In 0.1.x, the Waypoint CLI operates on locally accessible files. The waypoint init
command has a -from-project
option that enables retrieving remote content for the CLI to operate. The command makes it possible to use remote git as your system of record with a workflow like the following:
- Retrieve remote app files with
waypoint init -from-project
- Navigate into the project directory and invoke
waypoint init
- Perform whatever
waypoint
work you would like withwaypoint up
,waypoint logs
,waypoint exec
etc. - Delete all local files.
- Time goes by.
- Retrieve remote app files with
waypoint init -from-project
- Navigate into the project directory and invoke
waypoint init
. The project name and app name fromwaypoint.hcl
file already exist, so anywaypoint
commands issues modify that existing project and app. - Perform whatever
waypoint
work you would like withwaypoint up
,waypoint logs
,waypoint exec
etc.
For a full example see this gist using waypoint-examples/docker/static.
With 0.1, a simplified workflow would have to combine the steps above into a script or similar.
Can you describe your ideal workflow if this doesn’t work for you?

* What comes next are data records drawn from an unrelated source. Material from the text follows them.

use crate::boundary::BoundaryCondition;
use crate::material::MaterialField;
use crate::mesh::Mesh;
use crate::system::TridiagonalSystem;

/// Populate the tridiagonal system for one backward-Euler step.
///
/// Implicit finite-volume discretization of the heat equation: the diffusion
/// terms are evaluated at the new time level, so every step costs one solve
/// but any `dt` is stable. Face conductivity between two cells is the
/// arithmetic mean of their conductivities; boundary conditions enter the two
/// end rows as linearized sources `(sp, su)`.
///
/// `u_old` is the committed field of the previous step. Only `system` is
/// written.
pub fn assemble(
    system: &mut TridiagonalSystem,
    mesh: &Mesh,
    props: &MaterialField,
    left: &BoundaryCondition,
    right: &BoundaryCondition,
    u_old: &[f64],
    dt: f64,
) {
    let n = mesh.n_cells();
    debug_assert_eq!(system.neq(), n);
    debug_assert_eq!(props.n_cells(), n);
    debug_assert_eq!(u_old.len(), n);

    let dx = mesh.dx();
    let k = props.conductivity();
    let ro = props.density();
    let cp = props.specific_heat();

    // Interior cells: transient term plus mean-conductivity coupling to both
    // neighbors. The diagonal carries the transient term on top of
    // |aW| + |aE|, so the system stays strictly diagonally dominant.
    for i in 1..n - 1 {
        let ap0 = ro[i] * cp[i] * dx / dt;
        let aw = 0.5 * (k[i - 1] + k[i]) / dx;
        let ae = 0.5 * (k[i] + k[i + 1]) / dx;
        system.rows[i] = [-aw, ap0 + aw + ae, -ae];
        system.rhs[i] = ap0 * u_old[i];
    }

    // Left boundary cell: eastern neighbor only, face handled by the source.
    {
        let ap0 = ro[0] * cp[0] * dx / dt;
        let ae = 0.5 * (k[0] + k[1]) / dx;
        let (sp, su) = left.linearized(k[0], dx);
        system.rows[0] = [0.0, ap0 + ae - sp, -ae];
        system.rhs[0] = su + ap0 * u_old[0];
    }

    // Right boundary cell, mirror of the left.
    {
        let last = n - 1;
        let ap0 = ro[last] * cp[last] * dx / dt;
        let aw = 0.5 * (k[last - 1] + k[last]) / dx;
        let (sp, su) = right.linearized(k[last], dx);
        system.rows[last] = [-aw, ap0 + aw - sp, 0.0];
        system.rhs[last] = su + ap0 * u_old[last];
    }
}

#[cfg(test)]
mod tests {
    use super::*;
    use approx::assert_relative_eq;

    /// Regression matrix for a 10-cell rod with a fixed-temperature left end
    /// and a convective right end, assembled from a zero field.
    ///
    /// With k=2, ro=2, cp=0.5, dx=0.1 and dt=1 the transient term is 0.1 and
    /// every face coefficient is 20, which makes the expected coefficients
    /// easy to audit by hand.
    #[test]
    fn test_assembly_dirichlet_convective_rod() {
        let mesh = Mesh::uniform(1.0, 10).unwrap();
        let props = MaterialField::uniform(10, 2.0, 2.0, 0.5).unwrap();
        let left = BoundaryCondition::Dirichlet { temperature: 10.0 };
        let right = BoundaryCondition::Convective {
            h: 1.0,
            t_fluid: 30.0,
        };
        let u = vec![0.0; 10];
        let mut system = TridiagonalSystem::new(10);

        assemble(&mut system, &mesh, &props, &left, &right, &u, 1.0);

        assert_relative_eq!(system.rhs[0], 400.0, max_relative = 1e-12);
        for i in 1..9 {
            assert_eq!(system.rhs[i], 0.0, "rhs[{i}] should be zero");
        }
        assert_relative_eq!(system.rhs[9], 27.272727272727273, max_relative = 1e-12);

        let row0 = system.rows[0];
        assert_eq!(row0[0], 0.0);
        assert_relative_eq!(row0[1], 60.1, max_relative = 1e-12);
        assert_relative_eq!(row0[2], -20.0, max_relative = 1e-12);

        for i in 1..9 {
            let row = system.rows[i];
            assert_relative_eq!(row[0], -20.0, max_relative = 1e-12);
            assert_relative_eq!(row[1], 40.1, max_relative = 1e-12);
            assert_relative_eq!(row[2], -20.0, max_relative = 1e-12);
        }

        let row9 = system.rows[9];
        assert_relative_eq!(row9[0], -20.0, max_relative = 1e-12);
        assert_relative_eq!(row9[1], 21.00909090909091, max_relative = 1e-12);
        assert_eq!(row9[2], 0.0);
    }

    /// The previous field only enters through the transient RHS term.
    #[test]
    fn test_assembly_rhs_tracks_previous_field() {
        let mesh = Mesh::uniform(1.0, 5).unwrap();
        let props = MaterialField::uniform(5, 1.0, 2.0, 3.0).unwrap();
        let left = BoundaryCondition::Dirichlet { temperature: 10.0 };
        let right = BoundaryCondition::Dirichlet { temperature: 20.0 };
        let mut system = TridiagonalSystem::new(5);

        let u = vec![15.0; 5];
        assemble(&mut system, &mesh, &props, &left, &right, &u, 1.0);
        let rows_before = system.rows.clone();

        // ap0 = 2*3*0.2/1 = 1.2 for every cell
        assert_relative_eq!(system.rhs[2], 1.2 * 15.0, max_relative = 1e-12);

        let warmer = vec![25.0; 5];
        assemble(&mut system, &mesh, &props, &left, &right, &warmer, 1.0);
        assert_relative_eq!(system.rhs[2], 1.2 * 25.0, max_relative = 1e-12);
        // Coefficients do not depend on the field.
        assert_eq!(system.rows, rows_before);
    }

    /// A zero-flux (adiabatic) end leaves the diagonal without any boundary
    /// contribution: the cell only couples inward.
    #[test]
    fn test_assembly_adiabatic_end() {
        let mesh = Mesh::uniform(1.0, 4).unwrap();
        let props = MaterialField::uniform(4, 1.0, 1.0, 1.0).unwrap();
        let left = BoundaryCondition::Neumann { heat_flux: 0.0 };
        let right = BoundaryCondition::Dirichlet { temperature: 0.0 };
        let u = vec![5.0; 4];
        let mut system = TridiagonalSystem::new(4);

        assemble(&mut system, &mesh, &props, &left, &right, &u, 0.5);

        // dx = 0.25: ap0 = 0.25/0.5 = 0.5, ae = 1/0.25 = 4.
        let row0 = system.rows[0];
        assert_eq!(row0[0], 0.0);
        assert_relative_eq!(row0[1], 0.5 + 4.0, max_relative = 1e-12);
        assert_relative_eq!(row0[2], -4.0, max_relative = 1e-12);
        assert_relative_eq!(system.rhs[0], 0.5 * 5.0, max_relative = 1e-12);
    }
}
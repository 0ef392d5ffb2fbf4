use serde::Deserialize;
use std::fs::File;
use std::io::BufReader;
use std::path::Path;

use crate::boundary::{BoundaryCondition, Side};
use crate::errors::Heat1dError;

/// One simulation case as read from a JSON case file.
///
/// Field names match the on-disk schema:
///
/// ```json
/// {
///     "length": 1.0,
///     "ndiv": 5,
///     "dt": 1.0,
///     "nstep": 100,
///     "lbc": { "type": 1, "params": { "value": 10.0 } },
///     "rbc": { "type": 3, "params": { "value": 30.0, "h": 1.0 } },
///     "initialt": 15.0,
///     "prop": { "k": 1.0, "ro": 2.0, "cp": 3.0 }
/// }
/// ```
///
/// The boundary blocks keep the numeric `type` tag of the file format;
/// [`RawBoundary::resolve`] turns them into typed values and is where unknown
/// tags and missing parameters are rejected, before any stepping starts.
#[derive(Debug, Clone, Deserialize)]
pub struct Input {
    /// Rod length [m].
    pub length: f64,
    /// Number of finite-volume cells.
    pub ndiv: usize,
    /// Time step [s].
    pub dt: f64,
    /// Number of steps to run.
    pub nstep: u64,
    /// Left-end boundary condition.
    pub lbc: RawBoundary,
    /// Right-end boundary condition.
    pub rbc: RawBoundary,
    /// Uniform initial temperature.
    pub initialt: f64,
    /// Uniform material properties.
    pub prop: MaterialProps,
    /// Keep one snapshot every this many steps (default 1, step 0 is always
    /// kept).
    #[serde(default = "default_write_every")]
    pub write_every_steps: u64,
}

fn default_write_every() -> u64 {
    1
}

impl Input {
    /// Read and decode a case file.
    pub fn load(path: &Path) -> Result<Self, Heat1dError> {
        let file = File::open(path).map_err(|source| Heat1dError::CaseFileNotFound {
            path: path.to_path_buf(),
            source,
        })?;
        let reader = BufReader::new(file);
        serde_json::from_reader(reader).map_err(|source| Heat1dError::MalformedCaseFile {
            path: path.to_path_buf(),
            source,
        })
    }
}

/// Uniform material properties block of the case file.
#[derive(Debug, Clone, Copy, Deserialize)]
pub struct MaterialProps {
    /// Thermal conductivity [W/(m*K)].
    pub k: f64,
    /// Density [kg/m^3].
    pub ro: f64,
    /// Specific heat capacity [J/(kg*K)].
    pub cp: f64,
}

/// Boundary block as stored in the case file: a numeric kind tag plus a
/// parameter bag. 1 = fixed temperature, 2 = fixed flux, 3 = convective.
#[derive(Debug, Clone, Copy, Deserialize)]
pub struct RawBoundary {
    #[serde(rename = "type")]
    pub kind: i64,
    #[serde(default)]
    pub params: RawBoundaryParams,
}

/// Parameter bag of a boundary block; which entries are required depends on
/// the kind tag.
#[derive(Debug, Clone, Copy, Default, Deserialize)]
pub struct RawBoundaryParams {
    pub value: Option<f64>,
    pub h: Option<f64>,
}

impl RawBoundary {
    /// Convert the raw block into a typed condition.
    ///
    /// Unknown tags and missing parameters fail here so that a bad boundary
    /// block can never reach assembly.
    pub fn resolve(&self, side: Side) -> Result<BoundaryCondition, Heat1dError> {
        let kind = self.kind;
        let require = |param: &'static str, value: Option<f64>| {
            value.ok_or(Heat1dError::MissingBoundaryParam { side, kind, param })
        };
        match kind {
            1 => Ok(BoundaryCondition::Dirichlet {
                temperature: require("value", self.params.value)?,
            }),
            2 => Ok(BoundaryCondition::Neumann {
                heat_flux: require("value", self.params.value)?,
            }),
            3 => Ok(BoundaryCondition::Convective {
                h: require("h", self.params.h)?,
                t_fluid: require("value", self.params.value)?,
            }),
            _ => Err(Heat1dError::UnknownBoundaryKind { side, kind }),
        }
    }
}
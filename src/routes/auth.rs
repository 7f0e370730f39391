use askama::Template;
use axum::{
    extract::State,
    response::{Html, IntoResponse, Redirect},
    routing::get,
    Form, Router,
};
use serde::Deserialize;
use std::collections::HashMap;
use tower_sessions::Session;

use crate::auth::{login_user, logout_user, AuthUser};
use crate::error::{AppError, ServiceError};
use crate::flash::{self, FlashKind};
use crate::routes::Page;
use crate::AppState;

const BAD_CREDENTIALS: &str = "Your email or password doesn't match!";

#[derive(Template)]
#[template(path = "login.html")]
struct LoginTemplate {
    page: Page,
    email: String,
    errors: HashMap<String, String>,
}

#[derive(Deserialize, Default)]
#[serde(default)]
pub struct LoginForm {
    email: String,
    password: String,
}

fn validate_login_form(form: &LoginForm) -> HashMap<String, String> {
    let mut errors = HashMap::new();

    let email = form.email.trim();
    if email.is_empty() {
        errors.insert("email".to_string(), "Email is required".to_string());
    } else if !looks_like_email(email) {
        errors.insert("email".to_string(), "Enter a valid email address".to_string());
    }

    if form.password.is_empty() {
        errors.insert("password".to_string(), "Password is required".to_string());
    }

    errors
}

fn looks_like_email(email: &str) -> bool {
    match email.split_once('@') {
        Some((local, domain)) => {
            !local.is_empty()
                && !domain.contains('@')
                && domain.contains('.')
                && !domain.starts_with('.')
                && !domain.ends_with('.')
                && !email.chars().any(char::is_whitespace)
        }
        None => false,
    }
}

pub fn router() -> Router<AppState> {
    Router::new()
        .route("/login", get(login_page).post(login_submit))
        .route("/logout", get(logout))
}

async fn login_page(session: Session) -> Result<impl IntoResponse, AppError> {
    let template = LoginTemplate {
        page: Page::load(&session, None).await?,
        email: String::new(),
        errors: HashMap::new(),
    };
    Ok(Html(template.render()?))
}

async fn login_submit(
    State(state): State<AppState>,
    session: Session,
    Form(form): Form<LoginForm>,
) -> Result<impl IntoResponse, AppError> {
    let mut errors = validate_login_form(&form);

    if errors.is_empty() {
        match state.credentials.authenticate(&form.email, &form.password).await {
            Ok(user) => {
                login_user(&session, &user).await?;
                flash::push(&session, FlashKind::Success, "You've been logged in!").await?;
                tracing::info!(user_id = %user.id, "user logged in");
                return Ok(Redirect::to("/").into_response());
            }
            Err(ServiceError::AuthenticationFailure) => {
                errors.insert("form".to_string(), BAD_CREDENTIALS.to_string());
            }
            Err(e) => return Err(e.into()),
        }
    }

    let template = LoginTemplate {
        page: Page::load(&session, None).await?,
        email: form.email,
        errors,
    };
    Ok(Html(template.render()?).into_response())
}

async fn logout(session: Session, AuthUser(user): AuthUser) -> Result<impl IntoResponse, AppError> {
    logout_user(&session).await?;
    // lands in a fresh session, the old one is gone
    flash::push(&session, FlashKind::Success, "You've been logged out! Come back soon!").await?;
    tracing::info!(user_id = %user.id, "user logged out");
    Ok(Redirect::to("/login"))
}
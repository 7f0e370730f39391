use sqlx::sqlite::{SqliteConnectOptions, SqlitePool, SqlitePoolOptions};
use std::path::Path;
use std::str::FromStr;

pub async fn init_pool(database_url: &str) -> Result<SqlitePool, Box<dyn std::error::Error>> {
    // Ensure data directory exists
    if let Some(path) = database_url.strip_prefix("sqlite:") {
        if let Some(parent) = Path::new(path).parent() {
            std::fs::create_dir_all(parent).ok();
        }
    }

    let options = SqliteConnectOptions::from_str(database_url)?
        .create_if_missing(true)
        .foreign_keys(true);

    let pool = SqlitePoolOptions::new()
        .max_connections(5)
        .connect_with(options)
        .await?;

    sqlx::migrate!("./migrations").run(&pool).await?;

    tracing::info!("database ready at {database_url}");
    Ok(pool)
}
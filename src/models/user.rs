use sqlx::FromRow;

#[derive(Debug, Clone, FromRow)]
pub struct User {
    pub id: String,
    pub email: String,
    pub password_hash: String,
    pub created_at: String,
}
use std::collections::hash_map::DefaultHasher;
use std::fs;
use std::hash::{Hash, Hasher};

fn main() {
    println!("cargo:rerun-if-changed=static/");

    let mut hasher = DefaultHasher::new();

    let mut files: Vec<_> = fs::read_dir("static")
        .map(|dir| dir.filter_map(|e| e.ok()).map(|e| e.path()).collect())
        .unwrap_or_default();
    files.sort();

    for path in files.iter().filter(|p| p.is_file()) {
        if let Ok(contents) = fs::read(path) {
            path.file_name().hash(&mut hasher);
            contents.hash(&mut hasher);
        }
    }

    let hash = format!("{:016x}", hasher.finish());
    println!("cargo:rustc-env=STATIC_HASH={}", &hash[..8]);
}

Thanks for the reply @jbayer! This is part of what I was looking for. The other part was triggering waypoint up upon a git commit. My thought was to tell waypoint where my project lived and when I committed a new file it would automatically rebuild and publish my image and then deploy to my kubernetes cluster if that makes sense. This is still very helpful though! Thank you
Ok, I was thrown off somewhat by your comment that you don’t have a CI pipeline. If you’re using Github already, then following this Waypoint in Github Actions documentation shows you how to have git commits that are pushed to Github trigger Waypoint activity. The example shows a couple of different flows. E.g. you can have the default git branch using a particular Waypoint workspace (say development) and then when you push commits to a release branch you can use a different Waypoint workspace (say representing production).
This approach moves the Waypoint CLI execution from your workstation to Github Actions. It requires a network reachable Waypoint Server and deployment target (ECS, k8s, etc) . The waypoint CLI that runs in the Github Actions environment will attempt to reach out to both the Waypoint server and the deployment target.